- **Work item**:
Return exactly the lines below, starting with the one that has "Result<(i64, Option<KeyValue>), StoreError>;" and going on through the one that has "Result<(i64, Vec<KeyValue>), StoreError>;".

======== Material for this task ========

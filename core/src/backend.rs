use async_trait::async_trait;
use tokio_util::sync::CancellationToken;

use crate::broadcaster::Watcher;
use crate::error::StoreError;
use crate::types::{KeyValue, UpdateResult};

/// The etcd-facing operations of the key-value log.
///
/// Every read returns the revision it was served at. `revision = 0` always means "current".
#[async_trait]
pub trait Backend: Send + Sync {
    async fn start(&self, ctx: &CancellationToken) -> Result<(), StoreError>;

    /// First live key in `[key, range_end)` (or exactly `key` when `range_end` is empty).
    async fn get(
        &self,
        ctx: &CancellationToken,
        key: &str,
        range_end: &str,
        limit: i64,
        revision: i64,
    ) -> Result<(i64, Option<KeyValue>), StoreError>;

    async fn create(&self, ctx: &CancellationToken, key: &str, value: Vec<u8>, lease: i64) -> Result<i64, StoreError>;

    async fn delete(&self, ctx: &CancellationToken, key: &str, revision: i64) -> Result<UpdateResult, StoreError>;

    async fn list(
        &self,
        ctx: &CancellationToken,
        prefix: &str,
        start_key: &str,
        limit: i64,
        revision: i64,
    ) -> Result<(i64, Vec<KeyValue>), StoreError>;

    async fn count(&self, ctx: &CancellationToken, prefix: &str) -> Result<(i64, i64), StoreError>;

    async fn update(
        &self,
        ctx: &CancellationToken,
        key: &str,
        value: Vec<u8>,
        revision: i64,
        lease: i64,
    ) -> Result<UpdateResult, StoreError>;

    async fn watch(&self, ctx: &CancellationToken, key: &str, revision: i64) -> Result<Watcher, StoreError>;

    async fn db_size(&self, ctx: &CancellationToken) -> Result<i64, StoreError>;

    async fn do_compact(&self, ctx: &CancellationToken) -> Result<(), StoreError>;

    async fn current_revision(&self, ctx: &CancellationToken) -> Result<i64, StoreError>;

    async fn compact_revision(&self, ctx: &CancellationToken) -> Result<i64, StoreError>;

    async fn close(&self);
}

========
======== Material for this task ========

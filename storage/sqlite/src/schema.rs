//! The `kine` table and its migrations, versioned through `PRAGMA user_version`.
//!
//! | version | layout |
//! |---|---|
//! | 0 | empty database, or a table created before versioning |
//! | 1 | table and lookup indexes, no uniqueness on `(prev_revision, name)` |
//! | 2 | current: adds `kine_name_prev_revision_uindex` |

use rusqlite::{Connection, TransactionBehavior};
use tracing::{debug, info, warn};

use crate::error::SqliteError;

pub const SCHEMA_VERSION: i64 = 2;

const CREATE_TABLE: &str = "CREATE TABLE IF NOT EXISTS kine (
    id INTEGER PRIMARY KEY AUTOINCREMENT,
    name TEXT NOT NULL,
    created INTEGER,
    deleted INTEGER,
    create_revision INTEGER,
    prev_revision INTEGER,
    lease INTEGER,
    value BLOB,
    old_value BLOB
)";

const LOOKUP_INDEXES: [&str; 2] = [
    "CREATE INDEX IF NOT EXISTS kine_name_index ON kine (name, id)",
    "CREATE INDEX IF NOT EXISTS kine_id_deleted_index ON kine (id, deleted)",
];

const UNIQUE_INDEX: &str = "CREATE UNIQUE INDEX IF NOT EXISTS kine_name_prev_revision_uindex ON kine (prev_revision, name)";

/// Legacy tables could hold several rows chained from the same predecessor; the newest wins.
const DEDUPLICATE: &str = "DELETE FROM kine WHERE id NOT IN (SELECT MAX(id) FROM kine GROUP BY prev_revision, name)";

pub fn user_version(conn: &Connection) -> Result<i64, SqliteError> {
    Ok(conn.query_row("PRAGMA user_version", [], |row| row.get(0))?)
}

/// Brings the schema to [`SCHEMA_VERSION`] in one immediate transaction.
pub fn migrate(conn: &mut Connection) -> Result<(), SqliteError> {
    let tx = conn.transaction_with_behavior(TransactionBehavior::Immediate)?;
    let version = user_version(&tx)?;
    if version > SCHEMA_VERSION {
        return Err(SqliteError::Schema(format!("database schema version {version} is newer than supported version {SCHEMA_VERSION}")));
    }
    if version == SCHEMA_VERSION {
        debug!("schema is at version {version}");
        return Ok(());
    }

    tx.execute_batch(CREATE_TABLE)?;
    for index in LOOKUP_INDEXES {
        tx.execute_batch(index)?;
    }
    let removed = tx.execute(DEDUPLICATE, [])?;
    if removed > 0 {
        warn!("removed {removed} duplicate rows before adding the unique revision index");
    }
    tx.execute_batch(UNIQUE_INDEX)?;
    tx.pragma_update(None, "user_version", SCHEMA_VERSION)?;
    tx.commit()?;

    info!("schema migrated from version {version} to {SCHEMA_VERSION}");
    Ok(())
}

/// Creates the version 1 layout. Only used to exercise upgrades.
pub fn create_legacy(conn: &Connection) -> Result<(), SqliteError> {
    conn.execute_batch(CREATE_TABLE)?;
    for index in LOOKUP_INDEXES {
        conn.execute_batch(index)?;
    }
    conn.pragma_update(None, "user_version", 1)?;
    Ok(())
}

========
======== Material for this task ========

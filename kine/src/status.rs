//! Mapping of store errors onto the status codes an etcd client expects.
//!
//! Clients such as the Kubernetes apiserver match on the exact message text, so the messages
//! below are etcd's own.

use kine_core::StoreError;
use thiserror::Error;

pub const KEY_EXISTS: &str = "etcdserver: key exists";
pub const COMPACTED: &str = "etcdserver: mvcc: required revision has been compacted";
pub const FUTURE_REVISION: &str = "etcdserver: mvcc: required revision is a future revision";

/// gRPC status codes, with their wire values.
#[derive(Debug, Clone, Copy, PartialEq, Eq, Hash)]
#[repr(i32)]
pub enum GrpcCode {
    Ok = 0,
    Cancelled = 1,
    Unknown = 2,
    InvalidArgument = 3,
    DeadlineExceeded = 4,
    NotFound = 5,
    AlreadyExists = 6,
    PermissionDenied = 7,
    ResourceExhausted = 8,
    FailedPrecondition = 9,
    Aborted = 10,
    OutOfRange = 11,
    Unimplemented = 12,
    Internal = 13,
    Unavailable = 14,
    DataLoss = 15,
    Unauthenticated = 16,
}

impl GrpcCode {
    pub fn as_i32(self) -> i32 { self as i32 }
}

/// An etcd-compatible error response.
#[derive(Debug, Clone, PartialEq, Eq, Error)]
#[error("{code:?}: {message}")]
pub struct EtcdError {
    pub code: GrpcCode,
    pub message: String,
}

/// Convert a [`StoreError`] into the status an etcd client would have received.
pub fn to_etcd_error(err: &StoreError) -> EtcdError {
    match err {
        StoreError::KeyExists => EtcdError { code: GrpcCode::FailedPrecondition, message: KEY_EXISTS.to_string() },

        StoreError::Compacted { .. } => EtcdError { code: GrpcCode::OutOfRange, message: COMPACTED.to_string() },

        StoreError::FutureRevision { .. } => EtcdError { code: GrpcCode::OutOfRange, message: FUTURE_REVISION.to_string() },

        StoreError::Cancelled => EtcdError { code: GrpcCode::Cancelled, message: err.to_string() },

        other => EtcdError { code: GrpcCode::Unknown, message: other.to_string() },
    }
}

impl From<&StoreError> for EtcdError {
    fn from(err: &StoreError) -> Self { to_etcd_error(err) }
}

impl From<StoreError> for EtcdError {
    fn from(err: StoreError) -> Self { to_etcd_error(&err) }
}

========

- **Task solution**:
    ) -> Result<(i64, Option<KeyValue>), StoreError>;

    async fn create(&self, ctx: &CancellationToken, key: &str, value: Vec<u8>, lease: i64) -> Result<i64, StoreError>;

    async fn delete(&self, ctx: &CancellationToken, key: &str, revision: i64) -> Result<UpdateResult, StoreError>;

    async fn list(
        &self,
        ctx: &CancellationToken,
        prefix: &str,
        start_key: &str,
        limit: i64,
        revision: i64,
    ) -> Result<(i64, Vec<KeyValue>), StoreError>;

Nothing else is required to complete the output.